Prepare statements will be compiled and cached in db for multiple
access which lead to less overhead.
I am puzzled about these 'compile', 'store', and 'overhead' - a little bit abstract.
I use prepared statement to avoid re-parse if it will be called frequently.
However should I use prepared statements (to cache & compile) inside a procedure? Since my procedure would have already been stored and compiled in DB, prepare something inside seems meaningless. (compile what was compiled?)
edit with sample code:
Create or Replace procedure MY_PROCEDURE
Begin
//totally meaningless here?
declare sqlStmt varchar(300);
declare stmt statement;
set sqlStmt='update MY_TABLE set NY_COLUMN=? where NY_COLUMN=?';
prepare stmt from sqlStmt;
execute stmt using 2,1
execute stmt using 4,3
..............
END
Is the the above one better than below, since it only parse the statement once? Or same, because statements in procedure will have been pre-compiled.
Create or Replace procedure MY_PROCEDURE
Begin
update MY_TABLE set NY_COLUMN=2 where NY_COLUMN=1;
update MY_TABLE set NY_COLUMN=4 where NY_COLUMN=3;
..............
END
When you first run a stored procedure the database engine parses the procedure and works out the optimal query plan to use when executing it - it then stores this query plan so that every time you run the procedure it doesn't have to recalculate it.
You can see this youself in Management Studio. If you CREATE or ALTER the stored procedure in question, then open a new query and use:
SET STATISTICS TIME ON
In that same query window run the stored procedure. In the messages tab of the result the first message will be something like:
SQL Server parse and compile time:
CPU time = 1038 ms, elapsed time = 1058 ms.
This is the overhead, execute the query again and you will see that the parse and compile time is now 0.
When you prepare a statement in code you get to take advantage of the same benefit. If you query is 'SELECT * FROM table WHERE #var = '+$var, each time you run that query SQL Server has to parse it and calculate the optimal execution plan. If you use a prepared statement SELECT * FROM table WHERE ?, SQL Server will calculate the optimal execution plan the first time you run the prepared statement, and from then on it can reuse the execution plan as with a stored procedure. The same goes if the statement you are executing is 'EXEC dbo.myProc #var = '+$var, SQL Server would still have to parse this statement each time so a prepared statement should still be used.
You do not need to prepare statements that you write inside stored procedures because they are already compiled as shown above - they are prepared statements in themselves.
On thing you should be aware of when using stored procedure and prepared statements is parameter sniffing.
SQL Server calculates and stores the optimal execution plan for the first variables used, if you happen to execute the stored procedure with some unusual variable on the first run, the execution plan stored may be completely suboptimal for the sorts of variables you typically use.
If you find you can execute a stored procedure from Management Studio and it takes say 2 seconds to execute, but performing the same action in your application takes 20 seconds, it's probably as a result of parameter sniffing.
In DB2 actually the opposite may be true.
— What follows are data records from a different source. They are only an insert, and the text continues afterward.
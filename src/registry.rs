//! Client-request registry: the cancellation graph.
//!
//! Every dispatched request registers its client request id (and owning tab,
//! when there is one) and gets back a guard holding a cancellation token.
//! Cancelling the id fires the token into every in-flight provider call and
//! stream; closing a tab fans out to every id registered under it. The
//! guard deregisters on drop, so completed requests always leave the
//! registry and late cancellations become no-ops.

use parking_lot::Mutex;
use std::collections::{HashMap, HashSet};
use std::sync::Arc;
use tokio_util::sync::CancellationToken;

use crate::types::{ClientRequestId, TabId};

struct Registration {
    tab_id: Option<TabId>,
    token: CancellationToken,
    /// Concurrent registrations under the same id (e.g. a batch and its
    /// members) share one token; the entry lives until the last guard drops.
    holders: usize,
}

#[derive(Default)]
struct RegistryState {
    requests: HashMap<ClientRequestId, Registration>,
    by_tab: HashMap<TabId, HashSet<ClientRequestId>>,
}

/// Registry of live client requests, indexed by tab.
#[derive(Clone, Default)]
pub struct ClientRegistry {
    state: Arc<Mutex<RegistryState>>,
}

/// Keeps a registration alive; dropping it releases the id.
pub struct RequestGuard {
    registry: ClientRegistry,
    id: ClientRequestId,
    token: CancellationToken,
}

impl RequestGuard {
    pub fn token(&self) -> CancellationToken {
        self.token.clone()
    }
}

impl Drop for RequestGuard {
    fn drop(&mut self) {
        self.registry.release(self.id);
    }
}

impl ClientRegistry {
    pub fn new() -> Self {
        Self::default()
    }

    /// Register a request; re-registering a live id joins its token.
    pub fn register(&self, id: ClientRequestId, tab_id: Option<TabId>) -> RequestGuard {
        let token = {
            let mut state = self.state.lock();
            if let Some(tab) = tab_id {
                state.by_tab.entry(tab).or_default().insert(id);
            }
            let registration = state.requests.entry(id).or_insert_with(|| Registration {
                tab_id,
                token: CancellationToken::new(),
                holders: 0,
            });
            registration.holders += 1;
            registration.token.clone()
        };

        RequestGuard {
            registry: self.clone(),
            id,
            token,
        }
    }

    /// Token for a live id, if any.
    pub fn token(&self, id: ClientRequestId) -> Option<CancellationToken> {
        self.state.lock().requests.get(&id).map(|r| r.token.clone())
    }

    /// Cancel one client request. Returns false when the id is unknown
    /// (already completed or cancelled), making repeat cancels no-ops.
    pub fn cancel(&self, id: ClientRequestId) -> bool {
        let token = {
            let mut state = self.state.lock();
            let Some(registration) = state.requests.remove(&id) else {
                return false;
            };
            if let Some(tab) = registration.tab_id {
                if let Some(ids) = state.by_tab.get_mut(&tab) {
                    ids.remove(&id);
                    if ids.is_empty() {
                        state.by_tab.remove(&tab);
                    }
                }
            }
            registration.token
        };

        tracing::debug!(client_request_id = %id, "Cancelling client request");
        token.cancel();
        true
    }

    /// Cancel every request registered under a tab; returns the ids.
    pub fn close_tab(&self, tab_id: TabId) -> Vec<ClientRequestId> {
        let ids: Vec<ClientRequestId> = {
            let state = self.state.lock();
            state
                .by_tab
                .get(&tab_id)
                .map(|ids| ids.iter().copied().collect())
                .unwrap_or_default()
        };

        if !ids.is_empty() {
            tracing::info!(tab = %tab_id, count = ids.len(), "Cancelling requests for closed tab");
        }
        for id in &ids {
            self.cancel(*id);
        }
        ids
    }

    /// Number of live registrations (for assertions and backlog probes).
    pub fn len(&self) -> usize {
        self.state.lock().requests.len()
    }

    pub fn is_empty(&self) -> bool {
        self.len() == 0
    }

    fn release(&self, id: ClientRequestId) {
        let mut state = self.state.lock();
        let Some(registration) = state.requests.get_mut(&id) else {
            return;
        };
        registration.holders -= 1;
        if registration.holders > 0 {
            return;
        }
        let tab_id = registration.tab_id;
        state.requests.remove(&id);
        if let Some(tab) = tab_id {
            if let Some(ids) = state.by_tab.get_mut(&tab) {
                ids.remove(&id);
                if ids.is_empty() {
                    state.by_tab.remove(&tab);
                }
            }
        }
    }
}

#[cfg(test)]
mod tests {
    use super::*;

    #[test]
    fn cancel_fires_the_token_once() {
        let registry = ClientRegistry::new();
        let id = ClientRequestId::new();

        let guard = registry.register(id, None);
        let token = guard.token();
        assert!(!token.is_cancelled());

        assert!(registry.cancel(id));
        assert!(token.is_cancelled());

        // Second cancel of the same id is a no-op.
        assert!(!registry.cancel(id));
    }

    #[test]
    fn guard_drop_releases_without_cancelling() {
        let registry = ClientRegistry::new();
        let id = ClientRequestId::new();

        let guard = registry.register(id, Some(TabId(7)));
        let token = guard.token();
        drop(guard);

        assert!(registry.is_empty());
        assert!(!token.is_cancelled());
        // Cancelling after completion is a no-op.
        assert!(!registry.cancel(id));
        assert!(registry.close_tab(TabId(7)).is_empty());
    }

    #[test]
    fn tab_close_fans_out_to_all_its_requests() {
        let registry = ClientRegistry::new();
        let in_tab: Vec<ClientRequestId> = (0..3).map(|_| ClientRequestId::new()).collect();
        let other = ClientRequestId::new();

        let guards: Vec<_> = in_tab
            .iter()
            .map(|id| registry.register(*id, Some(TabId(7))))
            .collect();
        let other_guard = registry.register(other, Some(TabId(8)));

        let cancelled = registry.close_tab(TabId(7));
        assert_eq!(cancelled.len(), 3);
        for guard in &guards {
            assert!(guard.token().is_cancelled());
        }
        assert!(!other_guard.token().is_cancelled());
    }

    #[test]
    fn shared_id_keeps_one_token_until_last_holder_drops() {
        let registry = ClientRegistry::new();
        let id = ClientRequestId::new();

        let first = registry.register(id, None);
        let second = registry.register(id, None);
        assert_eq!(registry.len(), 1);

        drop(first);
        // Still registered through the second holder.
        assert!(registry.token(id).is_some());

        registry.cancel(id);
        assert!(second.token().is_cancelled());
    }
}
Statements in an SQL routine are prepared when the routine is compiled. Dynamic SQL statements, as in your example, are prepared during the routine run time.
As a consequence, the preparation of dynamic statements will take into account the most current table and index statistics and other compilation environment settings, such as isolation level, while static statements will use the statistics that were in effect during the routine compilation or the latest bind.
If you want stable execution plans, use static SQL. If your statistics change frequently, you may want to use dynamic SQL (or make sure you rebind your routines' packages accordingly).
The same logic applies to Oracle PL/SQL routines, although the way to recompile static SQL differs -- you'll need to invalidate the corresponding routines.